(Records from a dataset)
○ ○ ○ ○ ○ ○ ○
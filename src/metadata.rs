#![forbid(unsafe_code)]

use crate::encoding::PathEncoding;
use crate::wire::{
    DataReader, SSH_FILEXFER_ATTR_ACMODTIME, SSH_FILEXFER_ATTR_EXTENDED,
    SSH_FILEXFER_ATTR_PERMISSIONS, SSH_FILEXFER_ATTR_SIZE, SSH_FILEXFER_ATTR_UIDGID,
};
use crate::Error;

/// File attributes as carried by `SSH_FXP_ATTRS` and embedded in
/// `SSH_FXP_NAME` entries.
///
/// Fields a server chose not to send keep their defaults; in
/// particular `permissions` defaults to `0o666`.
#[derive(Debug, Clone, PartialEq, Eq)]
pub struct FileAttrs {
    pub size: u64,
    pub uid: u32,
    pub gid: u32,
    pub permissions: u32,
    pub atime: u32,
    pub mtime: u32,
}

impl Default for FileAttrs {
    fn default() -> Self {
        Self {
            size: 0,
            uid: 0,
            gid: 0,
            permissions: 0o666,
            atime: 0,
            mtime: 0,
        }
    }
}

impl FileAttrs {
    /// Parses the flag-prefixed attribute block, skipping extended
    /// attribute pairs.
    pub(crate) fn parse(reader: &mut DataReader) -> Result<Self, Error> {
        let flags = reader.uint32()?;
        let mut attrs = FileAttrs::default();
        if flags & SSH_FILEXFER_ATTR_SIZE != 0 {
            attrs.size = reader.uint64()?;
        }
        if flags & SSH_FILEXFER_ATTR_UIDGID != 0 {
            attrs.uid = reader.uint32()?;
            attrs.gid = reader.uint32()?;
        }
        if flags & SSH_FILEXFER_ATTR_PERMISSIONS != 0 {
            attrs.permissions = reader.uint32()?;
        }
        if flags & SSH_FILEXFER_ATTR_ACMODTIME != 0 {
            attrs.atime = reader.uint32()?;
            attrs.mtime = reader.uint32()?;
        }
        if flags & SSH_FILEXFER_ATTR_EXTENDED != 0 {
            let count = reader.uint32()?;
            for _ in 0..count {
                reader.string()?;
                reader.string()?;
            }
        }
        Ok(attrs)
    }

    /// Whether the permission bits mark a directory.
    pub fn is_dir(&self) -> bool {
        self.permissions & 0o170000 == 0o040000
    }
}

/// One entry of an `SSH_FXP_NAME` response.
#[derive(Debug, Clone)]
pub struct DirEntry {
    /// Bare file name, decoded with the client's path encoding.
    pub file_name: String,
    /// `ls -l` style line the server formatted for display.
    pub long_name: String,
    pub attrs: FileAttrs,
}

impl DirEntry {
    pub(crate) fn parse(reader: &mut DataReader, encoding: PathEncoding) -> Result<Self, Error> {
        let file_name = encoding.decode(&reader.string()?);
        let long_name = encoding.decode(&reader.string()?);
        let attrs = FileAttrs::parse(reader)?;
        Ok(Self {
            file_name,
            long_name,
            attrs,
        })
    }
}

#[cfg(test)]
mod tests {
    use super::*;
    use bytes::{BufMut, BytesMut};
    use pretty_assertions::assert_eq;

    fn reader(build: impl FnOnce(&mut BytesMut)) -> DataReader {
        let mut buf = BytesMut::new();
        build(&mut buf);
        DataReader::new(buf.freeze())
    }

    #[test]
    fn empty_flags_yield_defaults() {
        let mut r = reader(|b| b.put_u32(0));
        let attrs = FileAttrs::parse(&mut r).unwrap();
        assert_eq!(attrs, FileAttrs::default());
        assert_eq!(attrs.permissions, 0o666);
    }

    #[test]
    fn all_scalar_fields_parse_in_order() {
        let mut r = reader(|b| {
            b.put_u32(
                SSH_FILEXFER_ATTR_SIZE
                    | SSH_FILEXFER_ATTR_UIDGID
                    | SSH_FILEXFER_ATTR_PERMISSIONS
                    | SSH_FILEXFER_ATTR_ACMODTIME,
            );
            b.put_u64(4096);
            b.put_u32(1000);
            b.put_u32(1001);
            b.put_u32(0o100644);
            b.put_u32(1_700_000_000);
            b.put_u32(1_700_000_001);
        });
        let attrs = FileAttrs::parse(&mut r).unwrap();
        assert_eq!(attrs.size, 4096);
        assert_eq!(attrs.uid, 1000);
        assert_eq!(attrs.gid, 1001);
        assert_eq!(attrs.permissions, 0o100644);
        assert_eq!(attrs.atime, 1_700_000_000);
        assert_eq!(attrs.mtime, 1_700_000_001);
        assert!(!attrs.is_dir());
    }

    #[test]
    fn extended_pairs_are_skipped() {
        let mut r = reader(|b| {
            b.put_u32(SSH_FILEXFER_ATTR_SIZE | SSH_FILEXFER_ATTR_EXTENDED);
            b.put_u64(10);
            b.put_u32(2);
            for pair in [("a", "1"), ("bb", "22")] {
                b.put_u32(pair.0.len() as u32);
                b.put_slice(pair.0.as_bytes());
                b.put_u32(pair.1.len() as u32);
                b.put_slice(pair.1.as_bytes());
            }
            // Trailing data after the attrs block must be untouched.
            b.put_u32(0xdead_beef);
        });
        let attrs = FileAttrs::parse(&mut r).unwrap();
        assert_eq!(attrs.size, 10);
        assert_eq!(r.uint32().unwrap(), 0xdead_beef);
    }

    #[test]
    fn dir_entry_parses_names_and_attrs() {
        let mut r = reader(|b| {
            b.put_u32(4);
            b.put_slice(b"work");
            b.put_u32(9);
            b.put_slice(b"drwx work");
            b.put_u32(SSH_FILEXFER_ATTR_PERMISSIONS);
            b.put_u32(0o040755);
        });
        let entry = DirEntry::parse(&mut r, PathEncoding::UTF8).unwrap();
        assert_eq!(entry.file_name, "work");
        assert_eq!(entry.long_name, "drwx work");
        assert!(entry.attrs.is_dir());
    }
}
○ ○ ○ ○ ○ ○ ○
YOUR OBJECTIVE:
As the exercise requires, copy out the data shown above word for word.

TASK RESPONSE:
filename src/metadata.rs
#![forbid(unsafe_code)]

use crate::encoding::PathEncoding;
use crate::wire::{
    DataReader, SSH_FILEXFER_ATTR_ACMODTIME, SSH_FILEXFER_ATTR_EXTENDED,
    SSH_FILEXFER_ATTR_PERMISSIONS, SSH_FILEXFER_ATTR_SIZE, SSH_FILEXFER_ATTR_UIDGID,
};
use crate::Error;

/// File attributes as carried by `SSH_FXP_ATTRS` and embedded in
/// `SSH_FXP_NAME` entries.
///
/// Fields a server chose not to send keep their defaults; in
/// particular `permissions` defaults to `0o666`.
#[derive(Debug, Clone, PartialEq, Eq)]
pub struct FileAttrs {
    pub size: u64,
    pub uid: u32,
    pub gid: u32,
    pub permissions: u32,
    pub atime: u32,
    pub mtime: u32,
}

impl Default for FileAttrs {
    fn default() -> Self {
        Self {
            size: 0,
            uid: 0,
            gid: 0,
            permissions: 0o666,
            atime: 0,
            mtime: 0,
        }
    }
}

impl FileAttrs {
    /// Parses the flag-prefixed attribute block, skipping extended
    /// attribute pairs.
    pub(crate) fn parse(reader: &mut DataReader) -> Result<Self, Error> {
        let flags = reader.uint32()?;
        let mut attrs = FileAttrs::default();
        if flags & SSH_FILEXFER_ATTR_SIZE != 0 {
            attrs.size = reader.uint64()?;
        }
        if flags & SSH_FILEXFER_ATTR_UIDGID != 0 {
            attrs.uid = reader.uint32()?;
            attrs.gid = reader.uint32()?;
        }
        if flags & SSH_FILEXFER_ATTR_PERMISSIONS != 0 {
            attrs.permissions = reader.uint32()?;
        }
        if flags & SSH_FILEXFER_ATTR_ACMODTIME != 0 {
            attrs.atime = reader.uint32()?;
            attrs.mtime = reader.uint32()?;
        }
        if flags & SSH_FILEXFER_ATTR_EXTENDED != 0 {
            let count = reader.uint32()?;
            for _ in 0..count {
                reader.string()?;
                reader.string()?;
            }
        }
        Ok(attrs)
    }

    /// Whether the permission bits mark a directory.
    pub fn is_dir(&self) -> bool {
        self.permissions & 0o170000 == 0o040000
    }
}

/// One entry of an `SSH_FXP_NAME` response.
#[derive(Debug, Clone)]
pub struct DirEntry {
    /// Bare file name, decoded with the client's path encoding.
    pub file_name: String,
    /// `ls -l` style line the server formatted for display.
    pub long_name: String,
    pub attrs: FileAttrs,
}

impl DirEntry {
    pub(crate) fn parse(reader: &mut DataReader, encoding: PathEncoding) -> Result<Self, Error> {
        let file_name = encoding.decode(&reader.string()?);
        let long_name = encoding.decode(&reader.string()?);
        let attrs = FileAttrs::parse(reader)?;
        Ok(Self {
            file_name,
            long_name,
            attrs,
        })
    }
}

#[cfg(test)]
mod tests {
    use super::*;
    use bytes::{BufMut, BytesMut};
    use pretty_assertions::assert_eq;

    fn reader(build: impl FnOnce(&mut BytesMut)) -> DataReader {
        let mut buf = BytesMut::new();
        build(&mut buf);
        DataReader::new(buf.freeze())
    }

    #[test]
    fn empty_flags_yield_defaults() {
        let mut r = reader(|b| b.put_u32(0));
        let attrs = FileAttrs::parse(&mut r).unwrap();
        assert_eq!(attrs, FileAttrs::default());
        assert_eq!(attrs.permissions, 0o666);
    }

    #[test]
    fn all_scalar_fields_parse_in_order() {
        let mut r = reader(|b| {
            b.put_u32(
                SSH_FILEXFER_ATTR_SIZE
                    | SSH_FILEXFER_ATTR_UIDGID
                    | SSH_FILEXFER_ATTR_PERMISSIONS
                    | SSH_FILEXFER_ATTR_ACMODTIME,
            );
            b.put_u64(4096);
            b.put_u32(1000);
            b.put_u32(1001);
            b.put_u32(0o100644);
            b.put_u32(1_700_000_000);
            b.put_u32(1_700_000_001);
        });
        let attrs = FileAttrs::parse(&mut r).unwrap();
        assert_eq!(attrs.size, 4096);
        assert_eq!(attrs.uid, 1000);
        assert_eq!(attrs.gid, 1001);
        assert_eq!(attrs.permissions, 0o100644);
        assert_eq!(attrs.atime, 1_700_000_000);
        assert_eq!(attrs.mtime, 1_700_000_001);
        assert!(!attrs.is_dir());
    }

    #[test]
    fn extended_pairs_are_skipped() {
        let mut r = reader(|b| {
            b.put_u32(SSH_FILEXFER_ATTR_SIZE | SSH_FILEXFER_ATTR_EXTENDED);
            b.put_u64(10);
            b.put_u32(2);
            for pair in [("a", "1"), ("bb", "22")] {
                b.put_u32(pair.0.len() as u32);
                b.put_slice(pair.0.as_bytes());
                b.put_u32(pair.1.len() as u32);
                b.put_slice(pair.1.as_bytes());
            }
            // Trailing data after the attrs block must be untouched.
            b.put_u32(0xdead_beef);
        });
        let attrs = FileAttrs::parse(&mut r).unwrap();
        assert_eq!(attrs.size, 10);
        assert_eq!(r.uint32().unwrap(), 0xdead_beef);
    }

    #[test]
    fn dir_entry_parses_names_and_attrs() {
        let mut r = reader(|b| {
            b.put_u32(4);
            b.put_slice(b"work");
            b.put_u32(9);
            b.put_slice(b"drwx work");
            b.put_u32(SSH_FILEXFER_ATTR_PERMISSIONS);
            b.put_u32(0o040755);
        });
        let entry = DirEntry::parse(&mut r, PathEncoding::UTF8).unwrap();
        assert_eq!(entry.file_name, "work");
        assert_eq!(entry.long_name, "drwx work");
        assert!(entry.attrs.is_dir());
    }
}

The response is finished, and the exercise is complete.